▶ **Requirement**
Only lines containing the string "height" belong in the answer; find them in the records and copy them.

▶ **Dataset entries**
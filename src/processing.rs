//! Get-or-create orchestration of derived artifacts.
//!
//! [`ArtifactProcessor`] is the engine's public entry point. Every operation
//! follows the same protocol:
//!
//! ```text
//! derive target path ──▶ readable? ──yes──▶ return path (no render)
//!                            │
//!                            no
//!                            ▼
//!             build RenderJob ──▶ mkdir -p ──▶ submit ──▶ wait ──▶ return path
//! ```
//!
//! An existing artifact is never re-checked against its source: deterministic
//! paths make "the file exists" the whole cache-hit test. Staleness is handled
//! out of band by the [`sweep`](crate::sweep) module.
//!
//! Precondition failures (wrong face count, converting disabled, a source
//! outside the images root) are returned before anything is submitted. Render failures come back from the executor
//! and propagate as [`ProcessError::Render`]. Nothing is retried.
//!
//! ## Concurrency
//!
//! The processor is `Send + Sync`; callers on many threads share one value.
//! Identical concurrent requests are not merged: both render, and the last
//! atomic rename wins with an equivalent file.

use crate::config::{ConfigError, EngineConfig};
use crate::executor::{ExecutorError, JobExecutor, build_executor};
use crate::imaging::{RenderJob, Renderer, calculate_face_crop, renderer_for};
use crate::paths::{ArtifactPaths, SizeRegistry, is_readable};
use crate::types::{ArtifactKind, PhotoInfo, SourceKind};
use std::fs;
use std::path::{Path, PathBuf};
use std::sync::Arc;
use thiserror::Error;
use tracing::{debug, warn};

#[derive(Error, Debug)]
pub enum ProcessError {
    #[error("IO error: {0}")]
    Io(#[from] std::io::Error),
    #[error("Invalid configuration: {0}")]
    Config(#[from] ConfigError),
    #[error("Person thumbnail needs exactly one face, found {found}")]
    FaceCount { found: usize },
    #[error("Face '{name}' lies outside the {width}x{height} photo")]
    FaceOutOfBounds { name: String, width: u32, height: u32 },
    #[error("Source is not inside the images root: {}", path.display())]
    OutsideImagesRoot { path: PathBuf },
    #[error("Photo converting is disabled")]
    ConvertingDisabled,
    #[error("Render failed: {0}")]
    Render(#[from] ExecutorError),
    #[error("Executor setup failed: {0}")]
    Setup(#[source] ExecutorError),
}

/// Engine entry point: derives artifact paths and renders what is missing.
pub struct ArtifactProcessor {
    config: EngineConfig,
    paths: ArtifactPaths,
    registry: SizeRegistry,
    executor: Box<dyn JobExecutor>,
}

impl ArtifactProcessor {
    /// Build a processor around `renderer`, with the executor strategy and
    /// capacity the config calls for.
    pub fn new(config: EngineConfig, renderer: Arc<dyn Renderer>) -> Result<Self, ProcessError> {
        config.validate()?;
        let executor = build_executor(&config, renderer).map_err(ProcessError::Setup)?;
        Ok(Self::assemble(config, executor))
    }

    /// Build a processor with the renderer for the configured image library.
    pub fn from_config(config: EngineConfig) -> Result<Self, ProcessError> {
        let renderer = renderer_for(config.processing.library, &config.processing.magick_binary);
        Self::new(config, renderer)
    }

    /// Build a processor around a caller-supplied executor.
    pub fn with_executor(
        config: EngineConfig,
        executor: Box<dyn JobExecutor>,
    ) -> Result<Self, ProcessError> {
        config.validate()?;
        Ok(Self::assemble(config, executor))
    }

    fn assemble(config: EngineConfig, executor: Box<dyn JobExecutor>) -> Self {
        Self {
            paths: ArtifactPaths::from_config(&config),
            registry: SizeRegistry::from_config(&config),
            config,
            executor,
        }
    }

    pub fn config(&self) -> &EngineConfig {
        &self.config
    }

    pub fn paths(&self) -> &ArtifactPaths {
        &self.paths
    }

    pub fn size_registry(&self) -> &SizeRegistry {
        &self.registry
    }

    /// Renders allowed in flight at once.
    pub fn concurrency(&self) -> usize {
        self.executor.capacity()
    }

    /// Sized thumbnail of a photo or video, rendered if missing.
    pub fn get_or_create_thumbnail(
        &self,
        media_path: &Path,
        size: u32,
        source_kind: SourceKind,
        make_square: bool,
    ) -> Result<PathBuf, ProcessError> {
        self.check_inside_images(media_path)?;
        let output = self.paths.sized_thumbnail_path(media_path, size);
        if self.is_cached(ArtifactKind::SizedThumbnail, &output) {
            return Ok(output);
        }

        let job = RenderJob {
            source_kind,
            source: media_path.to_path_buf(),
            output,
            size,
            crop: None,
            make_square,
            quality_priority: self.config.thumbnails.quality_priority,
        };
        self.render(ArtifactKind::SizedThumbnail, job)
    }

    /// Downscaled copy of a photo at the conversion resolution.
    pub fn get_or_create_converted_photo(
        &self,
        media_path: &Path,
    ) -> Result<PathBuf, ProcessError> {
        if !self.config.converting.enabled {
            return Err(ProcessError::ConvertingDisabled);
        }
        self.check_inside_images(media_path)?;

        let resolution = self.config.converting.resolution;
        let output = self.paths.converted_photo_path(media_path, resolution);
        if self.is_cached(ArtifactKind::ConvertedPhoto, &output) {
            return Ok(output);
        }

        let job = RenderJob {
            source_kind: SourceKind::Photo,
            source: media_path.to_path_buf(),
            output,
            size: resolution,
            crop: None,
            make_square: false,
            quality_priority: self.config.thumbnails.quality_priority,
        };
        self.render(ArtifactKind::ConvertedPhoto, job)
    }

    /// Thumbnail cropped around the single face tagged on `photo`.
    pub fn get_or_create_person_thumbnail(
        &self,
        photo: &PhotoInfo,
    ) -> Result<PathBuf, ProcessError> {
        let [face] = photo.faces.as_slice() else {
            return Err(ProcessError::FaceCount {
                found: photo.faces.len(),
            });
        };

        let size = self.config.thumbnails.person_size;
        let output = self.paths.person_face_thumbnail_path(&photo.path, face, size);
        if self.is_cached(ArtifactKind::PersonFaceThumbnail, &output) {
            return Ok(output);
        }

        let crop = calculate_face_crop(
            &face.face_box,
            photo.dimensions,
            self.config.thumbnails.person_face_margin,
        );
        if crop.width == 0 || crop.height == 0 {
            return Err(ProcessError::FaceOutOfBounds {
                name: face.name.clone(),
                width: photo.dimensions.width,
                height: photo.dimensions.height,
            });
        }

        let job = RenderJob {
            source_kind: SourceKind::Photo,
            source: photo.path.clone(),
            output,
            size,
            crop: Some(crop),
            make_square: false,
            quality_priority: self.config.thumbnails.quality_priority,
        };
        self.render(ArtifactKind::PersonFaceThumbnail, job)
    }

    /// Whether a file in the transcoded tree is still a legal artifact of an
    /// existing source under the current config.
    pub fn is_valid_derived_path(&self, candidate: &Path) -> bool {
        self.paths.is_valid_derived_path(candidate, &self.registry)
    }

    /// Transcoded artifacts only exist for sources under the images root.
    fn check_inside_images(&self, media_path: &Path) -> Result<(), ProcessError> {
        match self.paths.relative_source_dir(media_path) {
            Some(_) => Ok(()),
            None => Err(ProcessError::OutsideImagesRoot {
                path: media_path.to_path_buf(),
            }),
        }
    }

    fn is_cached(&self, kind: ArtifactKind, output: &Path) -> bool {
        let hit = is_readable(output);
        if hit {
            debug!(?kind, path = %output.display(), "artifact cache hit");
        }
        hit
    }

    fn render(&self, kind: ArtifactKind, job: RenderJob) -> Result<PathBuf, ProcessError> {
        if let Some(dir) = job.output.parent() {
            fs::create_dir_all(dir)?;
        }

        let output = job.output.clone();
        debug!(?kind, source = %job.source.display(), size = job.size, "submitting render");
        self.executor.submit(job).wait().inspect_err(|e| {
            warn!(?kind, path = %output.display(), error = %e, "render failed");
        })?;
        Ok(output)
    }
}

--

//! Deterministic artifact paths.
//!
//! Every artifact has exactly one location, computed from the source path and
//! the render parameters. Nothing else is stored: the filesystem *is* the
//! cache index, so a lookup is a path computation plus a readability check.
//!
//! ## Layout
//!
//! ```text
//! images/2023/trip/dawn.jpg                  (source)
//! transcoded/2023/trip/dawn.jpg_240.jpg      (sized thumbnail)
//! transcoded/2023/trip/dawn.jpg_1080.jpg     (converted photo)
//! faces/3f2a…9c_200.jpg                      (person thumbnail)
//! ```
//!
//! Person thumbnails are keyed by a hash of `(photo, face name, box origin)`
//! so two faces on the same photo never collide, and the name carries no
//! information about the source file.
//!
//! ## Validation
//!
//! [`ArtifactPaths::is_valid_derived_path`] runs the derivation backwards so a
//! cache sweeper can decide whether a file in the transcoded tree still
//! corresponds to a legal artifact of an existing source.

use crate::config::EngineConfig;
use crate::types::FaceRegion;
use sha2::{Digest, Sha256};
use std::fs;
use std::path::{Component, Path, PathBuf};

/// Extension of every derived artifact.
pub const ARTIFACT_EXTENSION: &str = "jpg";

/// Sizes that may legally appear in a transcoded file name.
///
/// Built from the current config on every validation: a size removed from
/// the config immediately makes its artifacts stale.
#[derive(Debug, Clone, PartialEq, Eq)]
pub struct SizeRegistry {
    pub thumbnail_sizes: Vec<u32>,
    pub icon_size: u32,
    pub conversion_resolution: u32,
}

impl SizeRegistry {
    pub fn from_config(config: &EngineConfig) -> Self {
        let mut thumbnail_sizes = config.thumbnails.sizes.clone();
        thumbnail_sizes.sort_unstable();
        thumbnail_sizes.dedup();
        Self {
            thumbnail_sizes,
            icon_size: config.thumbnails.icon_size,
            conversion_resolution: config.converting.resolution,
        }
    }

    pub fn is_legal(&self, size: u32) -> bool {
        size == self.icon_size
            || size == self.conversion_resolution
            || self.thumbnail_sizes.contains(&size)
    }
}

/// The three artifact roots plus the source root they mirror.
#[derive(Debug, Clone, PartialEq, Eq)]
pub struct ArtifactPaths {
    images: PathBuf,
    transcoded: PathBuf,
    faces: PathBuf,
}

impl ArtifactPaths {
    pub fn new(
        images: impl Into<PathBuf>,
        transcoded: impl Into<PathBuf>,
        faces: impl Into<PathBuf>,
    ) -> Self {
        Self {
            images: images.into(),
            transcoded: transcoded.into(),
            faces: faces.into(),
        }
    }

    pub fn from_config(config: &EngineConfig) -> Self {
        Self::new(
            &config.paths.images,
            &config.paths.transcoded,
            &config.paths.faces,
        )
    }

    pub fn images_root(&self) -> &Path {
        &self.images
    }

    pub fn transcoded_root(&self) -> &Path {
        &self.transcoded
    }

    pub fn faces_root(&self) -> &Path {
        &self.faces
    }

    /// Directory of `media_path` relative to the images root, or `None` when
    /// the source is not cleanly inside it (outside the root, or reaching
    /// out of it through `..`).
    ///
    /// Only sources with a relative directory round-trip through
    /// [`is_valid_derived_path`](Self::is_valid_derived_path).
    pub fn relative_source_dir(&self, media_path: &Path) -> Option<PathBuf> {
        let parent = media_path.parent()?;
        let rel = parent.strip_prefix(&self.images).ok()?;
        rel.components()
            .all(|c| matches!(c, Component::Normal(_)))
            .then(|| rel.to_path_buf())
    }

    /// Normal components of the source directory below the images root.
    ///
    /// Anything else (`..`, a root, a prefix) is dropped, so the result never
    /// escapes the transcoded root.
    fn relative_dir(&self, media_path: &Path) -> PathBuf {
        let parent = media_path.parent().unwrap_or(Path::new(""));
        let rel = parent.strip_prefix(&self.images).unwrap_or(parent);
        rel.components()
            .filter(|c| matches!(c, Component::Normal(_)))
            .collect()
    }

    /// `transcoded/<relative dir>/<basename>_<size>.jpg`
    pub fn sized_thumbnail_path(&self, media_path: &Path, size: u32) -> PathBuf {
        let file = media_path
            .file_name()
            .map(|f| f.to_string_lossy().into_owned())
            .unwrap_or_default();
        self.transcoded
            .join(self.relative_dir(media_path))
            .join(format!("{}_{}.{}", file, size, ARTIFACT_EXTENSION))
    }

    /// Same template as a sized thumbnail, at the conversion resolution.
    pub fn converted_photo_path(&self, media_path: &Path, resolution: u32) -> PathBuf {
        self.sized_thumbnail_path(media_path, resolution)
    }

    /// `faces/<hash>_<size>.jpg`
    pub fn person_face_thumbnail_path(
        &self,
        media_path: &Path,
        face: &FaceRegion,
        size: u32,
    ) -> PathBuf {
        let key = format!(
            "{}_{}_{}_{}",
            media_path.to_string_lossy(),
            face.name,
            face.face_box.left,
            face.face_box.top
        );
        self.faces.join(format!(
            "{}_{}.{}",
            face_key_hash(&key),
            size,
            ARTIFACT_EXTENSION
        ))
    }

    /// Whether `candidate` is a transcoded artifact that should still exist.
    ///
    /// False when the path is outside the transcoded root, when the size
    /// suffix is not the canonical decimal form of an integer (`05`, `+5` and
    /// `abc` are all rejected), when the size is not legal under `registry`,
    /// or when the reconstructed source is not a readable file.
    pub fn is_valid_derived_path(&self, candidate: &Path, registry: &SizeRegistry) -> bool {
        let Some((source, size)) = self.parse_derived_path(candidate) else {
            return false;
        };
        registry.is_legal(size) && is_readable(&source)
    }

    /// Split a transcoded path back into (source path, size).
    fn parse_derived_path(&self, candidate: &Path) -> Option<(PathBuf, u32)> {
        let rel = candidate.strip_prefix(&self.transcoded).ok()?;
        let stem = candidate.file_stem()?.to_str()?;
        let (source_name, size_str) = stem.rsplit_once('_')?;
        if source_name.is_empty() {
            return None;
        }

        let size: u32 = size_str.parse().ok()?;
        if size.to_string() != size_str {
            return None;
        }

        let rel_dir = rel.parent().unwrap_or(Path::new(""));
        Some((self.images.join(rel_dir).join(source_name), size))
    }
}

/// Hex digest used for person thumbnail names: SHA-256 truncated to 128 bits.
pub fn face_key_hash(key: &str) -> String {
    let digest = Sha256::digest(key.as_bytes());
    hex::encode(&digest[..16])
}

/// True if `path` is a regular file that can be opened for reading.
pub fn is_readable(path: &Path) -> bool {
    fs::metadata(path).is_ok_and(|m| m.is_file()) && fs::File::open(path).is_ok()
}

▶ **Response**
    #[error("Face '{name}' lies outside the {width}x{height} photo")]
    FaceOutOfBounds { name: String, width: u32, height: u32 },
        if crop.width == 0 || crop.height == 0 {
                height: photo.dimensions.height,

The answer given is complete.